__About this task__
The lines you return must be all those in the data that hold the string "Description".

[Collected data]

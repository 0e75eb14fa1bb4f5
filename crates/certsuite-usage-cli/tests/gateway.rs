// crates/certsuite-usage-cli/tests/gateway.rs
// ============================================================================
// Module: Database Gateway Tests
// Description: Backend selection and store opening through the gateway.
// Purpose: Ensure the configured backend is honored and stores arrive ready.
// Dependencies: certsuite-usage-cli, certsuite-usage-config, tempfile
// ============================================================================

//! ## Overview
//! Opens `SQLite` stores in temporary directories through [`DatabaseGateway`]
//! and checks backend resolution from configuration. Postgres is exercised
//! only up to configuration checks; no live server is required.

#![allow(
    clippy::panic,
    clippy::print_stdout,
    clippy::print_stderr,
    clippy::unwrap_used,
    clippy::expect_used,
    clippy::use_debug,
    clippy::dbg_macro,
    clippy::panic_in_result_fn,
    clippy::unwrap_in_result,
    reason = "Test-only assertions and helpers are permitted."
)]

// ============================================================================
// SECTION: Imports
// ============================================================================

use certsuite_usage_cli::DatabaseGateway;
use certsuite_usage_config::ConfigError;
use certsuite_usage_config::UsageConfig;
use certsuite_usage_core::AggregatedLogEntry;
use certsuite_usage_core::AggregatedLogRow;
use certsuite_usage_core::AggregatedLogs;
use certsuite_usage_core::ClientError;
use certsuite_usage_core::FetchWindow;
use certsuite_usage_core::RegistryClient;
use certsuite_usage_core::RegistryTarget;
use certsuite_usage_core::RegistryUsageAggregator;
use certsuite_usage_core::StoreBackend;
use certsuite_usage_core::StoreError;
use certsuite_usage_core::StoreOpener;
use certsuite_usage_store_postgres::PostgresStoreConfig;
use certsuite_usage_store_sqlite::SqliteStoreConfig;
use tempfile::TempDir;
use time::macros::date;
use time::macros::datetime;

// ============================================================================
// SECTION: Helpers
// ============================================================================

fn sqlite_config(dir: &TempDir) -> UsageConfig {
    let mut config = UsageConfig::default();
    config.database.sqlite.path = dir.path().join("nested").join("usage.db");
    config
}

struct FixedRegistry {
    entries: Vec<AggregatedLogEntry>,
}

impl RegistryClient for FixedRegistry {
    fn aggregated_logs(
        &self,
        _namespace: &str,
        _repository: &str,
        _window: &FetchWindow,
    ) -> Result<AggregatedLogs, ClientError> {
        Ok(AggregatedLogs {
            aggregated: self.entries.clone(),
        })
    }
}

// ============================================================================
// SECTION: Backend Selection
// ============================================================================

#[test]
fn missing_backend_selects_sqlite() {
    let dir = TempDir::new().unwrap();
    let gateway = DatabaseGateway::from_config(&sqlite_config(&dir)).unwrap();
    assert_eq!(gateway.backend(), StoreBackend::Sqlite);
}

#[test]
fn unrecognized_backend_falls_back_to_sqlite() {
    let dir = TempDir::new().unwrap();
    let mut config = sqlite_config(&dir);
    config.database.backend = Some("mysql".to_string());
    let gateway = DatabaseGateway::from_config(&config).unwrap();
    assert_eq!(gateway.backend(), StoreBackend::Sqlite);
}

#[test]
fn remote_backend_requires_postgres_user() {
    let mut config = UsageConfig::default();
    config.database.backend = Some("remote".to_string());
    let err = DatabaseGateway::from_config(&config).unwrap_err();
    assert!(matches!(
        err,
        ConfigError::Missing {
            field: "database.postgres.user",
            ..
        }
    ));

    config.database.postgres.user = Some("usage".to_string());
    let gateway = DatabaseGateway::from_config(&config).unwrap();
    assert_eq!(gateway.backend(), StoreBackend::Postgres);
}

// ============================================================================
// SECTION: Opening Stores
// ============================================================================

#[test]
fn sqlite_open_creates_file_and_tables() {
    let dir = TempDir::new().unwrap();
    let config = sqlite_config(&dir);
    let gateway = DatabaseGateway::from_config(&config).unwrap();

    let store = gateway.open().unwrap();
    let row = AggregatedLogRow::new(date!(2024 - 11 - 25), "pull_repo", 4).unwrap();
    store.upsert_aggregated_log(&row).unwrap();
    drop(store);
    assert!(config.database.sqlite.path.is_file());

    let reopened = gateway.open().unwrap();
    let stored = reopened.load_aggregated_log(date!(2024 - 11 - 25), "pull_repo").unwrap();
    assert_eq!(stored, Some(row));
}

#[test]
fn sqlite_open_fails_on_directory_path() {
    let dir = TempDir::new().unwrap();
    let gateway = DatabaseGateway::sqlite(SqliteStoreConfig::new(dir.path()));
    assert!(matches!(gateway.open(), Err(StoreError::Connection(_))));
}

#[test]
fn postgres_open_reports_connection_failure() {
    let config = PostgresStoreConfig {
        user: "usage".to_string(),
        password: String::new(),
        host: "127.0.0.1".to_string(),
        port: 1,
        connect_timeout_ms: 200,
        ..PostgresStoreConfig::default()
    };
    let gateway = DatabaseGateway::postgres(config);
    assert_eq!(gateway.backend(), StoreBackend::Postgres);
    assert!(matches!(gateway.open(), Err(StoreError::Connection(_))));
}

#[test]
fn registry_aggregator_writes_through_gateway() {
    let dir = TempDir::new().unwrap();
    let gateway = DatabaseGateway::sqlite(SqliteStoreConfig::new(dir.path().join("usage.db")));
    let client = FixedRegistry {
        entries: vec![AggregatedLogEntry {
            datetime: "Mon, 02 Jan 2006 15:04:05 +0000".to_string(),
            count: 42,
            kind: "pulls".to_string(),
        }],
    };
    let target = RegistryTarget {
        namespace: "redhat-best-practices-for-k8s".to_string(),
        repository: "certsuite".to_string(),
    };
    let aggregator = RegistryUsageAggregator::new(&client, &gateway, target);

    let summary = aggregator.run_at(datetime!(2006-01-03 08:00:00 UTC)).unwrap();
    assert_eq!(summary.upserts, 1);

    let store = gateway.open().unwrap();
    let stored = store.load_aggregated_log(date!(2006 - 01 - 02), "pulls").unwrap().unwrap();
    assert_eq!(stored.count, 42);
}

---

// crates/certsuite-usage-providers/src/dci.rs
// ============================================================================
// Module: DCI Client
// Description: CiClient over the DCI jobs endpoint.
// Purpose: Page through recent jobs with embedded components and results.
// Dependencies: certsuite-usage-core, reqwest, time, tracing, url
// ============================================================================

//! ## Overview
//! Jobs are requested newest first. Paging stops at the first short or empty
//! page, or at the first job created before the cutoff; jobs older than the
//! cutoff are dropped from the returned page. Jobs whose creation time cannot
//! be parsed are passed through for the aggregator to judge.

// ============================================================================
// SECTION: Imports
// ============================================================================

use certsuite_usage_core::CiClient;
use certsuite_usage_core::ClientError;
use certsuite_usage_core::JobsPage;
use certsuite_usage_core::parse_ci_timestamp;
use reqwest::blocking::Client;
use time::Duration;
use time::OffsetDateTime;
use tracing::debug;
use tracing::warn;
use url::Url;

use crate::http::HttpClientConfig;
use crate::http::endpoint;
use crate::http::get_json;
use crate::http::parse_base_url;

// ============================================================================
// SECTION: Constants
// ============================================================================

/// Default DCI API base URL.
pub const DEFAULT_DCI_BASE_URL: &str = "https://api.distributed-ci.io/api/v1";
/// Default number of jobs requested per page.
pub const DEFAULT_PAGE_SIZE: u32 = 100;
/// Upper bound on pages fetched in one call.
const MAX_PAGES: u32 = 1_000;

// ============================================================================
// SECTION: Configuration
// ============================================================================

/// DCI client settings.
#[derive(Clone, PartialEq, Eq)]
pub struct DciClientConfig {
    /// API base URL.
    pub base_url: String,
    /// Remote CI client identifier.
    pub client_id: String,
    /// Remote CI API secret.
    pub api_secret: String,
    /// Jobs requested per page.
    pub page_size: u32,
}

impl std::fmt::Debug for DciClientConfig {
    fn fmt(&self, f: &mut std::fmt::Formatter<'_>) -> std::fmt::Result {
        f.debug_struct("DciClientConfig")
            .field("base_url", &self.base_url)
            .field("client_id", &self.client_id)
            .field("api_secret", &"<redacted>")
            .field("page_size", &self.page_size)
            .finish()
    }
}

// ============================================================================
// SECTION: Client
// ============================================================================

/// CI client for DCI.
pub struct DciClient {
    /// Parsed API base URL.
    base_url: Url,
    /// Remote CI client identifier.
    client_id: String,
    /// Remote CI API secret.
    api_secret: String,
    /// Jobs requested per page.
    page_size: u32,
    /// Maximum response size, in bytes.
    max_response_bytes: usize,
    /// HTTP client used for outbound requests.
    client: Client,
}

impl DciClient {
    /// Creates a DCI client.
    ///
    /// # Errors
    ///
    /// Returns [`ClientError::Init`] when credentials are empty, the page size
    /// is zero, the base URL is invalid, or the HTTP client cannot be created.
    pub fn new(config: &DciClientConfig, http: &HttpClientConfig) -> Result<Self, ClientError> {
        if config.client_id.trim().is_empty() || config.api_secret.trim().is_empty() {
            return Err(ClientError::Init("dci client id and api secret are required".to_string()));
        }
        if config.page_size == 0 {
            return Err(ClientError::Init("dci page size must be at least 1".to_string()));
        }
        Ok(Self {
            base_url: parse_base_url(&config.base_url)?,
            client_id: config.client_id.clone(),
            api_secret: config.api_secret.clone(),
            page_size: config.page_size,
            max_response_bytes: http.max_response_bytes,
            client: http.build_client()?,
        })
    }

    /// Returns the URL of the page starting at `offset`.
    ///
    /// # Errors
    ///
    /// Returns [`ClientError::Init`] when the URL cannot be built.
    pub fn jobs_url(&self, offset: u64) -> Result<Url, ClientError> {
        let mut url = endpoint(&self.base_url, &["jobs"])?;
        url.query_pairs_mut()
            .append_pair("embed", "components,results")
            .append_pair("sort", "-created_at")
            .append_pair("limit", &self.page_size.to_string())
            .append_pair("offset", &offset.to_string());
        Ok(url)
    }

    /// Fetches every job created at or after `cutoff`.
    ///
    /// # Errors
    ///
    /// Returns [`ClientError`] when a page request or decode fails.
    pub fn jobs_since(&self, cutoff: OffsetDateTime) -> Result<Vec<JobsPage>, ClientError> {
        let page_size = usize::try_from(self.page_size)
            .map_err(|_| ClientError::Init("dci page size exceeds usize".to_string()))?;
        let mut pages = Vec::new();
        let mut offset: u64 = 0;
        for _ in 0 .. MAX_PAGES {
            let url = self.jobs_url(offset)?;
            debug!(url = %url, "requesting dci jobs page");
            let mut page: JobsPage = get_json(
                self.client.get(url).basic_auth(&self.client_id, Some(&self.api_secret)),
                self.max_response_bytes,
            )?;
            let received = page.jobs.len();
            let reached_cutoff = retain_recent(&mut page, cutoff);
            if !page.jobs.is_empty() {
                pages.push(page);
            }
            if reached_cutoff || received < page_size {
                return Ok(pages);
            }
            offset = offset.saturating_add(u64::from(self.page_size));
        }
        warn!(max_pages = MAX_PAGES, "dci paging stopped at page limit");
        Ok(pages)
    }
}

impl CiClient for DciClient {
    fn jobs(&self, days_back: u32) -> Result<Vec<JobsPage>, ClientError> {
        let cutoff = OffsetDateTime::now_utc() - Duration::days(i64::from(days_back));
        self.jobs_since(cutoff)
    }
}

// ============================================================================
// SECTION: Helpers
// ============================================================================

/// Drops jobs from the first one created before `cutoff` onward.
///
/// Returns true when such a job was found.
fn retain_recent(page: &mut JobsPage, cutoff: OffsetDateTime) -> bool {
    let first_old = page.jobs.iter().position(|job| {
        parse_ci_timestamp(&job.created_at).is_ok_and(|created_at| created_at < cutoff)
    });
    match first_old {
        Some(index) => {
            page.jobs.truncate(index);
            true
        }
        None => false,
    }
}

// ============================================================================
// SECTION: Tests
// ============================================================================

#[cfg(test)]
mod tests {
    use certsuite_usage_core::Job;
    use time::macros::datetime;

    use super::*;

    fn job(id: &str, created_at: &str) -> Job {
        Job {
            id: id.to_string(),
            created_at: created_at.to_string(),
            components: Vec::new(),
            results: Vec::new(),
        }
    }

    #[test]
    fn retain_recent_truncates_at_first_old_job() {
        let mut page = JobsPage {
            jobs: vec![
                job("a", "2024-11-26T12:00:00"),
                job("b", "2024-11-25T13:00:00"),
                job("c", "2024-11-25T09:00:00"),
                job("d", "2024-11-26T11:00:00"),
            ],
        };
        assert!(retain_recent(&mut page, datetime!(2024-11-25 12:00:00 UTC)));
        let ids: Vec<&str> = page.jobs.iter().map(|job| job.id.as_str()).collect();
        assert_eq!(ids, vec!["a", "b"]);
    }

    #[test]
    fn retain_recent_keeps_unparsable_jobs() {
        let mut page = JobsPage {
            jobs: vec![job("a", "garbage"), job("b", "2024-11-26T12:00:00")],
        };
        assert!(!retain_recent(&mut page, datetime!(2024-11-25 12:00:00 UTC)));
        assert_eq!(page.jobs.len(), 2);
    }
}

__Exercise answer__
// Description: Backend selection and store opening through the gateway.
// Description: CiClient over the DCI jobs endpoint.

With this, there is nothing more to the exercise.